The color field is evaluated left to right, so you can work around this issue by putting kelvin:XXXX at the start, and any saturation after that will be applied correctly. If you’re not happy with this, we can add a kelvin_only option that only applies kelvin.

What’s the reason behind needing to build a persistent controller? The lights are able to interpolate from their current state when you request another state transition during a transition.

Thank you Chendo!! This is exactly what I needed. I don’t really need a kelvin_only option given that this behavior, while strangely implemented and undocumented, does exactly what I need.

I’m building a persistent controller to accept toggle power commands only and then translate those to continuously-transitioning circadian-synced states from a LUT. I wrote a little about it here.

I’ll be posting my code when it’s ready and I hope it’s useful to others. I’m designing it to run in the background on a network-attached system and to host a simple toggle controller over HTTP, but anybody could use it as an API to your API with a few mods.

As I mentioned in the linked post, I think this is the real use case for the high-quality color reproduction and white capabilities of lights like LIFX. Alert behaviors, IFTTT tie-ins, psychedelic colors, etc., are all pretty niche and uninteresting applications as far as I’m concerned, but reinforcing good circadian scheduling through the use of controlled light, and doing so invisibly - THAT is a big deal.

I’m not alone in thinking this, either - LDs, architects, integrators - everyone I talk to agrees that this application is compelling and they’d love to design around a system with this kind of capability.

Is there any particular reason why you need to have continuously synced circadian states? Is it due to the transitions not being able to be modelled using our existing transitions, or more that you want have it work through on and off? Color transitions are unaffected by soft power changes, so a device will continue to transition even if the power state was changed via the SetPower message.

I’ve got sunrise-sunset schedules that change the kelvin values of all the lights in my house which work well enough for my purposes without extra infrastructure. My personal goal is to have my lights do everything I want them to do without needing to run anything special on my home network.

I went to verify that this is the case and I discovered a bug in the PUT /state API that would interrupt the transition even if you only set power. This has now been fixed and is in production.

That certainly helps! I didn’t realize that was a bug - I thought it was intended behavior…

I’m gonna test that in a bit but in the meantime — how are you doing your scheduling? IFTTT?

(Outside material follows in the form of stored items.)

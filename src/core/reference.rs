//! Indirection strings stored in MRF cells
//!
//! The Annual Totals sheet does not hold numbers. Its cells hold formulas that
//! point into a month sheet, which in turn point at the data. Three small
//! grammars cover every level:
//!
//! ```text
//! sheet-reference  := "=" sheet "!" cell          ='January'!$F$80
//! cell-pointer     := "=" cell                     =F90
//! range-descriptor := "=SUM(" region ")"           =SUM(F10:F30)
//!                   | "=" bare-region              =Tenets[ServiceHours]
//! region           := [sheet "!"] cell [":" cell]  F10:F30, January!F10
//!                   | bare-region
//! bare-region      := [sheet "!"] cell ":" cell    F10:F30
//!                   | table "[" column "]"         Tenets[ServiceHours]
//!                   | defined-name                 ServiceHours
//! ```
//!
//! A bare `=F90` is a cell pointer, never a range descriptor. Tables and
//! defined names carry their own sheet; plain cells default to the sheet the
//! descriptor sits on.
//!
//! Hours use one level (`sheet-reference` → `range-descriptor`); funds use two
//! (`sheet-reference` → `cell-pointer` → `range-descriptor`).

use crate::error::{MrfError, MrfResult};
use crate::excel::{CellRange, CellRef, Sheet, Workbook};
use regex::Regex;
use tracing::debug;

/// How many hops separate an Annual Totals cell from its range descriptor
#[derive(Debug, Clone, Copy, PartialEq, Eq)]
pub enum Indirection {
    /// sheet-reference → range-descriptor (hours)
    Single,
    /// sheet-reference → cell-pointer → range-descriptor (funds)
    Double,
}

/// A parsed `=Sheet!Cell` reference
#[derive(Debug, Clone, PartialEq, Eq)]
pub struct SheetReference {
    pub sheet: String,
    pub cell: CellRef,
}

/// The region named by a range descriptor
#[derive(Debug, Clone, PartialEq, Eq)]
pub enum Region {
    /// `sheet` is `None` when the cells are unqualified
    Cells {
        sheet: Option<String>,
        range: CellRange,
    },
    Structured { table: String, column: String },
    Named(String),
}

/// A resolved data range and the sheet it lives on
#[derive(Debug, Clone, PartialEq, Eq)]
pub struct SheetRange {
    pub sheet: String,
    pub range: CellRange,
}

/// Parses the reference grammars and follows them through a workbook
pub struct ReferenceResolver {
    sum_pattern: Regex,
    structured_pattern: Regex,
    name_pattern: Regex,
}

impl ReferenceResolver {
    pub fn new() -> MrfResult<Self> {
        let compile = |pattern: &str| {
            Regex::new(pattern).map_err(|e| MrfError::Config(format!("Regex error: {}", e)))
        };
        Ok(Self {
            sum_pattern: compile(r"(?i)^=\s*SUM\s*\(\s*(.+?)\s*\)$")?,
            structured_pattern: compile(r"^([A-Za-z_\\][\w.]*)\[\[?\s*([^\[\]]+?)\s*\]?\]$")?,
            name_pattern: compile(r"^[A-Za-z_\\][\w.]*$")?,
        })
    }

    /// Parse `=Sheet!F80`, `='Sheet Name'!$F$80` or `Sheet!F80`
    pub fn parse_sheet_reference(&self, location: &str, text: &str) -> MrfResult<SheetReference> {
        let malformed = || MrfError::MalformedReference {
            location: location.to_string(),
            expected: "a sheet reference like =January!F80",
            found: text.to_string(),
        };

        let body = text.trim();
        let body = body.strip_prefix('=').unwrap_or(body).trim();
        let (sheet, cell) = body.rsplit_once('!').ok_or_else(malformed)?;
        let sheet = unquote_sheet(sheet.trim());
        if sheet.is_empty() {
            return Err(malformed());
        }
        let cell = CellRef::parse(cell).map_err(|_| malformed())?;

        Ok(SheetReference { sheet, cell })
    }

    /// Parse `=F90`
    pub fn parse_cell_pointer(&self, location: &str, text: &str) -> MrfResult<CellRef> {
        let malformed = || MrfError::MalformedReference {
            location: location.to_string(),
            expected: "a cell pointer like =F90",
            found: text.to_string(),
        };

        let body = text.trim().strip_prefix('=').ok_or_else(malformed)?;
        CellRef::parse(body).map_err(|_| malformed())
    }

    /// Parse `=SUM(<region>)` or a bare `=<region>`
    pub fn parse_range_descriptor(&self, location: &str, text: &str) -> MrfResult<Region> {
        let malformed = || MrfError::MalformedReference {
            location: location.to_string(),
            expected: "a range formula like =SUM(F10:F30) or =Tenets[ServiceHours]",
            found: text.to_string(),
        };

        let body = text.trim();
        if let Some(captures) = self.sum_pattern.captures(body) {
            let inner = captures.get(1).map(|m| m.as_str()).ok_or_else(malformed)?;
            return self.parse_region(inner, true).ok_or_else(malformed);
        }

        let bare = body.strip_prefix('=').ok_or_else(malformed)?.trim();
        self.parse_region(bare, false).ok_or_else(malformed)
    }

    /// A single cell is a region only inside `SUM(...)`; bare, it is a pointer
    fn parse_region(&self, text: &str, allow_single_cell: bool) -> Option<Region> {
        let (sheet, cells) = match text.rsplit_once('!') {
            Some((sheet, rest)) => (Some(unquote_sheet(sheet.trim())), rest.trim()),
            None => (None, text),
        };

        if let Ok(range) = CellRange::parse(cells) {
            if range.end.is_none() && !allow_single_cell {
                return None;
            }
            return Some(Region::Cells { sheet, range });
        }
        // Tables and names know their own sheet; a qualifier adds nothing
        if let Some(caps) = self.structured_pattern.captures(cells) {
            return Some(Region::Structured {
                table: caps[1].to_string(),
                column: caps[2].to_string(),
            });
        }
        if self.name_pattern.is_match(cells) {
            return Some(Region::Named(cells.to_string()));
        }
        None
    }

    /// Turn a region into concrete cells on the sheet that owns them.
    /// Unqualified cells belong to `home`.
    pub fn resolve_region(
        &self,
        workbook: &Workbook,
        region: &Region,
        home: &str,
    ) -> MrfResult<SheetRange> {
        match region {
            Region::Cells { sheet, range } => Ok(SheetRange {
                sheet: sheet.clone().unwrap_or_else(|| home.to_string()),
                range: *range,
            }),
            Region::Structured { table, column } => {
                let qualified = format!("{}[{}]", table, column);
                let found = workbook
                    .table(table)
                    .ok_or_else(|| MrfError::UnknownName(qualified.clone()))?;
                let range = found
                    .column_range(column)
                    .ok_or(MrfError::UnknownName(qualified))?;
                Ok(SheetRange {
                    sheet: found.sheet.clone(),
                    range,
                })
            }
            Region::Named(name) => {
                let target = workbook
                    .defined_name(name)
                    .ok_or_else(|| MrfError::UnknownName(name.clone()))?;
                let target = target.trim().trim_start_matches('=');
                let (sheet, cells) = match target.rsplit_once('!') {
                    Some((sheet, cells)) => (unquote_sheet(sheet.trim()), cells),
                    None => (home.to_string(), target),
                };
                let range = CellRange::parse(cells).map_err(|_| MrfError::MalformedReference {
                    location: format!("defined name {}", name),
                    expected: "a cell range like Sheet!$F$10:$F$30",
                    found: target.to_string(),
                })?;
                Ok(SheetRange { sheet, range })
            }
        }
    }

    /// Follow the indirection stored at `at` on the Annual Totals sheet down
    /// to the data range. Descriptors are read from `month`; the range may
    /// live on another sheet when it comes from a table or defined name.
    pub fn resolve_total_range(
        &self,
        workbook: &Workbook,
        annual: &Sheet,
        month: &Sheet,
        at: CellRef,
        indirection: Indirection,
    ) -> MrfResult<SheetRange> {
        let annual_location = format!("{}!{}", annual.name(), at);
        let reference = self.parse_sheet_reference(
            &annual_location,
            reference_text(annual, at)?,
        )?;

        let descriptor_at = match indirection {
            Indirection::Single => reference.cell,
            Indirection::Double => {
                let location = format!("{}!{}", month.name(), reference.cell);
                self.parse_cell_pointer(&location, reference_text(month, reference.cell)?)?
            }
        };

        let location = format!("{}!{}", month.name(), descriptor_at);
        let region = self.parse_range_descriptor(&location, reference_text(month, descriptor_at)?)?;
        let found = self.resolve_region(workbook, &region, month.name())?;

        debug!(
            from = %annual_location,
            via = %reference.sheet,
            sheet = %found.sheet,
            range = %found.range,
            "resolved total range"
        );
        Ok(found)
    }
}

/// The reference text at `at`, with absent and non-text cells as errors
fn reference_text(sheet: &Sheet, at: CellRef) -> MrfResult<&str> {
    let cell = sheet.require_cell(at)?;
    cell.reference_text().ok_or_else(|| MrfError::MalformedReference {
        location: format!("{}!{}", sheet.name(), at),
        expected: "a formula or reference text",
        found: cell.text().unwrap_or_default(),
    })
}

/// `'Jan ''24'` → `Jan '24`
fn unquote_sheet(sheet: &str) -> String {
    match sheet.strip_prefix('\'').and_then(|s| s.strip_suffix('\'')) {
        Some(inner) => inner.replace("''", "'"),
        None => sheet.to_string(),
    }
}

I’m not sure what you mean by existing transitions, but so far nothing I’ve seen has the granularity / customizability of writing a localized LUT.

I’m totally with you about not wanting extra hardware / code around but I want to have real control over the ramp, across seasons, with some override capability, etc…

It was affecting my motion-activated Hallway lights as motion would trigger on/off and it would interrupt my long warm white (an hour before sunset over an hour) and low brightness (10% brightness over an hour at 10pm) but I thought there was a bug elsewhere heh.

Scheduling is done using our built-in scheduling functionality. You’ll need 3.1.0 or later to have the ability to do sunrise/sunset scheduling though.

Using the effects API, you can specify the location of the peak in our breathe effect, which is effectively a sine wave. By setting persist to true and modifying the period and cycle (which can be fractional!) parameters, you can do fairly complicated transitions with that.

How do you want the override capability to work? It’s something I’ve considered personally as well.

Hey Chendo -

I’m running 3.1.0 on iOS — am I missing a piece of the interface? I don’t see scheduling anywhere. I have no ‘smarts’ tab on my interface.

As for the breathe effect - that’s a good tip … I’m going to look into that for non-linear transitions, maybe an ease-in-ease-out.

As for the override - I’m not sure how it would work from an API perspective — from an end-user (DX) side, what I’d like is for my LUT behavior to be persistent and to have an toggle in my interface to bypass that and enable normal use. At any point I could then disable the bypass to re-engage the LUT behavior.

Is there an API interface for scheduling?

It’s on the main dashboard, second section from the bottom under “Schedules”. We’re still in the process of updating our support documentation. Then, to create a sunrise/sunset schedule, tap “New Schedule”, then tap “Start Time”, then pick “With the Sun” at the top.

I see, that’s similar to how I was thinking about doing it if we ever implemented that feature.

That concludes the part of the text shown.